Submitted by Michael Neininger on
Annegret Oehme
Autumn, 2021
The Knight without Boundaries: Yiddish and German Arthurian Wigalois Adaptations

After more than a year of online teaching, we are now back on campus. This quarter, I get to explore representations of diversity in the Middle Ages (with special focus on race, religion, gender, disabilities) in person with undergraduate students from the German Studies / Honors class “Diversity in the Middle Ages,” and some highlights of medieval German literature with our graduate students as well. While I certainly learned A LOT about how to teach online effectively over the course of the past year, I have missed the energy of the classroom, the atmosphere on campus, and my colleagues. It’s certainly a very strange experience – teaching with a mask, keeping distance, eating and drinking behind closed doors – but I am happy being back on our beautiful campus and in Denny Hall! The beautiful Seattle autumn days have lessened the strangeness of being surrounded by many people (all masked).

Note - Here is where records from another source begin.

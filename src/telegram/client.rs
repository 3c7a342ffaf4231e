//! Telegram client wrapper for mini-app authorization.

use std::path::Path;
use std::sync::Arc;

use grammers_client::client::{LoginToken, PasswordToken};
use grammers_client::{sender, Client, InvocationError, SenderPool, SignInError};
use grammers_session::storages::SqliteSession;
use grammers_tl_types as tl;
use thiserror::Error;
use tokio::task::JoinHandle;
use tracing::{debug, info};

/// Re-export types for external use.
pub use grammers_client::client::{LoginToken as Token, PasswordToken as PwdToken};

/// Platform reported when opening the mini-app.
const WEB_VIEW_PLATFORM: &str = "android";

/// Errors that can occur during Telegram operations.
#[derive(Debug, Error)]
pub enum TelegramError {
    #[error("Not authorized. Run with --login first.")]
    NotAuthorized,

    #[error("Sign in failed: {0}")]
    SignInFailed(String),

    #[error("Password required for 2FA")]
    PasswordRequired(PasswordToken),

    #[error("Invalid password")]
    InvalidPassword(PasswordToken),

    #[error("Could not resolve @{0}")]
    PeerNotFound(String),

    #[error("Unexpected web view result")]
    UnexpectedWebView,

    #[error("Flood wait required: {0} seconds")]
    FloodWait(u32),

    #[error("Connection error: {0}")]
    Connection(String),

    #[error("Session error: {0}")]
    Session(String),

    #[error("API invocation error: {0}")]
    Invocation(String),
}

impl From<InvocationError> for TelegramError {
    fn from(err: InvocationError) -> Self {
        let err_str = err.to_string();

        if let Some(seconds) = extract_flood_wait_seconds(&err_str) {
            return Self::FloodWait(seconds);
        }

        Self::Invocation(err_str)
    }
}

/// Extracts flood wait seconds from an error message.
fn extract_flood_wait_seconds(err_msg: &str) -> Option<u32> {
    let lower = err_msg.to_lowercase();

    for pattern in ["flood_wait_", "flood wait "] {
        if let Some(idx) = lower.find(pattern) {
            let num_str: String = lower[idx + pattern.len()..]
                .chars()
                .take_while(char::is_ascii_digit)
                .collect();
            if let Ok(seconds) = num_str.parse() {
                return Some(seconds);
            }
        }
    }
    None
}

/// Identity of the logged-in account.
#[derive(Debug, Clone, Default)]
pub struct AccountInfo {
    pub id: i64,
    pub first_name: String,
    pub last_name: String,
    pub username: String,
}

/// High-level Telegram client wrapper.
pub struct TelegramBot {
    /// The underlying grammers client.
    client: Client,

    /// Handle to the sender pool for disconnection.
    handle: sender::SenderPoolHandle,

    /// Background task running the sender pool.
    _pool_task: JoinHandle<()>,
}

impl TelegramBot {
    /// Opens the session file and connects to Telegram.
    ///
    /// # Errors
    ///
    /// Returns [`TelegramError::Session`] if the session file cannot be opened.
    pub async fn connect(session_path: &Path, api_id: i32) -> Result<Self, TelegramError> {
        debug!("Connecting to Telegram with session {}", session_path.display());

        if let Some(parent) = session_path.parent() {
            std::fs::create_dir_all(parent).map_err(|e| TelegramError::Session(e.to_string()))?;
        }

        let session = Arc::new(
            SqliteSession::open(session_path)
                .await
                .map_err(|e| TelegramError::Session(e.to_string()))?,
        );

        let SenderPool {
            runner,
            updates: _updates,
            handle,
        } = SenderPool::new(Arc::clone(&session), api_id);

        let client = Client::new(handle.clone());

        let pool_task = tokio::spawn(async move {
            runner.run().await;
        });

        Ok(Self {
            client,
            handle: handle.thin,
            _pool_task: pool_task,
        })
    }

    /// Checks if the client is authorized.
    pub async fn is_authorized(&self) -> Result<bool, TelegramError> {
        self.client
            .is_authorized()
            .await
            .map_err(|e| TelegramError::Connection(e.to_string()))
    }

    /// Requests a login code to be sent to the phone number.
    ///
    /// # Errors
    ///
    /// Returns [`TelegramError::SignInFailed`] if Telegram refuses the number.
    pub async fn request_login_code(
        &self,
        phone: &str,
        api_hash: &str,
    ) -> Result<LoginToken, TelegramError> {
        info!("Requesting login code for phone: {}...", mask_phone(phone));

        self.client
            .request_login_code(phone, api_hash)
            .await
            .map_err(|e| TelegramError::SignInFailed(e.to_string()))
    }

    /// Signs in with the login code.
    ///
    /// # Errors
    ///
    /// Returns [`TelegramError::PasswordRequired`] when the account has 2FA
    /// enabled, or [`TelegramError::SignInFailed`] for a wrong code.
    pub async fn sign_in(&self, token: &LoginToken, code: &str) -> Result<(), TelegramError> {
        match self.client.sign_in(token, code).await {
            Ok(_user) => Ok(()),
            Err(SignInError::PasswordRequired(password_token)) => {
                debug!("2FA password required, hint: {:?}", password_token.hint());
                Err(TelegramError::PasswordRequired(password_token))
            }
            Err(SignInError::InvalidCode) => {
                Err(TelegramError::SignInFailed("Invalid code".to_owned()))
            }
            Err(e) => Err(TelegramError::SignInFailed(e.to_string())),
        }
    }

    /// Checks the 2FA password.
    ///
    /// # Errors
    ///
    /// Returns [`TelegramError::InvalidPassword`] with a fresh token to retry.
    pub async fn check_password(
        &self,
        password_token: PasswordToken,
        password: &str,
    ) -> Result<(), TelegramError> {
        match self.client.check_password(password_token, password).await {
            Ok(_user) => Ok(()),
            Err(SignInError::InvalidPassword(token)) => Err(TelegramError::InvalidPassword(token)),
            Err(e) => Err(TelegramError::SignInFailed(e.to_string())),
        }
    }

    /// Fetches the logged-in user's identity.
    pub async fn me(&self) -> Result<AccountInfo, TelegramError> {
        let request = tl::functions::users::GetUsers {
            id: vec![tl::enums::InputUser::UserSelf],
        };

        let users = self.client.invoke(&request).await?;
        match users.into_iter().next() {
            Some(tl::enums::User::User(user)) => Ok(AccountInfo {
                id: user.id,
                first_name: user.first_name.unwrap_or_default(),
                last_name: user.last_name.unwrap_or_default(),
                username: user.username.unwrap_or_default(),
            }),
            _ => Err(TelegramError::NotAuthorized),
        }
    }

    /// Opens the mini-app of `bot_username` at `url` and returns the launch
    /// URL Telegram generated for it.
    ///
    /// # Errors
    ///
    /// Fails if the session is not authorized, the bot cannot be resolved,
    /// or Telegram answers with a flood wait.
    pub async fn request_web_view(
        &self,
        bot_username: &str,
        url: &str,
    ) -> Result<String, TelegramError> {
        if !self.is_authorized().await? {
            return Err(TelegramError::NotAuthorized);
        }

        let (peer, bot) = self.resolve_bot(bot_username).await?;

        let request = tl::functions::messages::RequestWebView {
            from_bot_menu: false,
            silent: false,
            compact: false,
            fullscreen: false,
            peer,
            bot,
            url: Some(url.to_owned()),
            start_param: None,
            theme_params: None,
            platform: WEB_VIEW_PLATFORM.to_owned(),
            reply_to: None,
            send_as: None,
        };

        match self.client.invoke(&request).await? {
            tl::enums::WebViewResult::Url(result) => {
                debug!("Web view opened for @{}", bot_username);
                Ok(result.url)
            }
            #[allow(unreachable_patterns)]
            _ => Err(TelegramError::UnexpectedWebView),
        }
    }

    /// Resolves a bot username into the input peer and input user a web view
    /// request needs.
    async fn resolve_bot(
        &self,
        username: &str,
    ) -> Result<(tl::enums::InputPeer, tl::enums::InputUser), TelegramError> {
        let request = tl::functions::contacts::ResolveUsername {
            username: username.to_owned(),
            referer: None,
        };

        let tl::enums::contacts::ResolvedPeer::Peer(resolved) = self.client.invoke(&request).await?;

        resolved
            .users
            .into_iter()
            .find_map(|user| match user {
                tl::enums::User::User(user) if user.bot => {
                    let access_hash = user.access_hash.unwrap_or_default();
                    Some((
                        tl::types::InputPeerUser {
                            user_id: user.id,
                            access_hash,
                        }
                        .into(),
                        tl::types::InputUser {
                            user_id: user.id,
                            access_hash,
                        }
                        .into(),
                    ))
                }
                _ => None,
            })
            .ok_or_else(|| TelegramError::PeerNotFound(username.to_owned()))
    }

    /// Disconnects from Telegram.
    pub fn disconnect(&self) {
        debug!("Disconnecting from Telegram...");
        self.handle.quit();
    }
}

impl std::fmt::Debug for TelegramBot {
    fn fmt(&self, f: &mut std::fmt::Formatter<'_>) -> std::fmt::Result {
        f.debug_struct("TelegramBot").finish_non_exhaustive()
    }
}

/// Masks a phone number for logging (shows last 4 digits).
fn mask_phone(phone: &str) -> String {
    let digits: String = phone.chars().filter(char::is_ascii_digit).collect();
    if digits.len() > 4 {
        format!("***{}", &digits[digits.len() - 4..])
    } else {
        "****".to_owned()
    }
}
//! Bounded event journal.
//!
//! Records every tracking event with a wall-clock timestamp and a level, so a
//! debug screen can show what the engine decided and a tester can export it.

use std::collections::VecDeque;
use std::sync::Mutex;

use time::OffsetDateTime;
use time::format_description::BorrowedFormatItem;
use time::macros::format_description;

use crate::events::{SpeedSeverity, TrackingEvent, TrackingObserver};
use crate::territory::format_area;

/// Default number of entries kept before the oldest is dropped.
pub const DEFAULT_JOURNAL_CAPACITY: usize = 200;

const DISPLAY_FORMAT: &[BorrowedFormatItem<'static>] =
    format_description!("[hour]:[minute]:[second]");
const EXPORT_FORMAT: &[BorrowedFormatItem<'static>] =
    format_description!("[year]-[month]-[day] [hour]:[minute]:[second]");

/// Entry level.
#[derive(Debug, Clone, Copy, PartialEq, Eq)]
pub enum JournalLevel {
    Info,
    Success,
    Warning,
    Error,
}

impl JournalLevel {
    pub fn as_str(&self) -> &'static str {
        match self {
            JournalLevel::Info => "INFO",
            JournalLevel::Success => "SUCCESS",
            JournalLevel::Warning => "WARNING",
            JournalLevel::Error => "ERROR",
        }
    }
}

/// One journal line.
#[derive(Debug, Clone, PartialEq)]
pub struct JournalEntry {
    pub timestamp: OffsetDateTime,
    pub level: JournalLevel,
    pub message: String,
}

impl JournalEntry {
    fn render(&self, format: &[BorrowedFormatItem<'static>]) -> String {
        let time = self
            .timestamp
            .format(format)
            .unwrap_or_else(|_| self.timestamp.unix_timestamp().to_string());
        format!("[{}] [{}] {}", time, self.level.as_str(), self.message)
    }

    /// `[HH:MM:SS] [LEVEL] message`
    pub fn display_text(&self) -> String {
        self.render(DISPLAY_FORMAT)
    }

    /// `[YYYY-MM-DD HH:MM:SS] [LEVEL] message`
    pub fn export_text(&self) -> String {
        self.render(EXPORT_FORMAT)
    }
}

/// Observer that keeps the most recent events as journal entries.
#[derive(Debug)]
pub struct EventJournal {
    entries: Mutex<VecDeque<JournalEntry>>,
    capacity: usize,
}

impl Default for EventJournal {
    fn default() -> Self {
        Self::new()
    }
}

impl EventJournal {
    pub fn new() -> Self {
        Self::with_capacity(DEFAULT_JOURNAL_CAPACITY)
    }

    /// Journal keeping at most `capacity` entries. A capacity of 0 is raised
    /// to 1 so the latest event is always visible.
    pub fn with_capacity(capacity: usize) -> Self {
        Self {
            entries: Mutex::new(VecDeque::with_capacity(capacity.min(DEFAULT_JOURNAL_CAPACITY))),
            capacity: capacity.max(1),
        }
    }

    /// Append a free-form entry.
    pub fn log(&self, message: impl Into<String>, level: JournalLevel) {
        let entry = JournalEntry {
            timestamp: OffsetDateTime::now_utc(),
            level,
            message: message.into(),
        };
        let Ok(mut entries) = self.entries.lock() else {
            return;
        };
        entries.push_back(entry);
        while entries.len() > self.capacity {
            entries.pop_front();
        }
    }

    pub fn entries(&self) -> Vec<JournalEntry> {
        self.entries
            .lock()
            .map(|e| e.iter().cloned().collect())
            .unwrap_or_default()
    }

    pub fn len(&self) -> usize {
        self.entries.lock().map(|e| e.len()).unwrap_or(0)
    }

    pub fn is_empty(&self) -> bool {
        self.len() == 0
    }

    pub fn clear(&self) {
        if let Ok(mut entries) = self.entries.lock() {
            entries.clear();
        }
    }

    /// Display lines joined by newlines.
    pub fn display_text(&self) -> String {
        let entries = self.entries();
        if entries.is_empty() {
            return "No entries".to_string();
        }
        entries
            .iter()
            .map(JournalEntry::display_text)
            .collect::<Vec<_>>()
            .join("\n")
    }

    /// Full export with a header block.
    pub fn export(&self) -> String {
        let entries = self.entries();
        let now = OffsetDateTime::now_utc();
        let exported_at = now
            .format(EXPORT_FORMAT)
            .unwrap_or_else(|_| now.unix_timestamp().to_string());

        let mut text = format!(
            "=== Territory tracking journal ===\nExported: {}\nEntries: {}\n\n",
            exported_at,
            entries.len()
        );
        for entry in &entries {
            text.push_str(&entry.export_text());
            text.push('\n');
        }
        text
    }
}

fn describe_event(event: &TrackingEvent) -> (JournalLevel, String) {
    match event {
        TrackingEvent::TrackingStarted => (JournalLevel::Info, "Tracking started".to_string()),
        TrackingEvent::TrackingStopped => (JournalLevel::Info, "Tracking stopped".to_string()),
        TrackingEvent::TrackingResumed => (JournalLevel::Info, "Tracking resumed".to_string()),
        TrackingEvent::PathCleared => (JournalLevel::Info, "Path cleared".to_string()),
        TrackingEvent::PathPointAdded { count } => {
            (JournalLevel::Info, format!("Point recorded, {} total", count))
        }
        TrackingEvent::SpeedWarning {
            speed_kmh,
            severity: SpeedSeverity::Warn,
        } => (
            JournalLevel::Warning,
            format!("Moving too fast ({:.1} km/h), sample ignored", speed_kmh),
        ),
        TrackingEvent::SpeedWarning {
            speed_kmh,
            severity: SpeedSeverity::Pause,
        } => (
            JournalLevel::Error,
            format!("Speed {:.1} km/h exceeds limit, tracking paused", speed_kmh),
        ),
        TrackingEvent::SpeedNormal => (JournalLevel::Info, "Speed back to normal".to_string()),
        TrackingEvent::PathClosed => (JournalLevel::Success, "Loop closed".to_string()),
        TrackingEvent::ValidationCompleted { result } => match result.failure_reason {
            None => (
                JournalLevel::Success,
                format!("Territory valid, area {}", format_area(result.area)),
            ),
            Some(reason) => (
                JournalLevel::Error,
                format!("Territory rejected: {}", reason.as_str()),
            ),
        },
    }
}

impl TrackingObserver for EventJournal {
    fn on_event(&self, event: &TrackingEvent) {
        let (level, message) = describe_event(event);
        self.log(message, level);
    }
}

The academic year also began with excitement for me regarding my own research. Any day now my second book Knight without Boundaries. Yiddish and German Arthurian Wigalois Adaptations goes into print. This concludes, to some extent, my extensive research on the Jewish-Christian, Yiddish-German story tradition of Wigalois, knight of King Arthur’s Round Table. My new projects take me into the direction of premodern race studies, and Yiddish and German medieval heroic epics. And further, I was able to find a publisher for my co-edited volume Jewish Medieval Romance (with Dr. Caroline Gruenbaum). The contributions to this volume explore a variety of texts that can be considered medieval romance or containing romance elements - written by Jews for a Jewish audience in mind. We hope that our volume helps to rethink the genre and open the discussion about “What is a medieval romance?” to include the often-overlooked contribution of the Jewish minority, a community that was highly engaged in the production of medieval non-religious texts.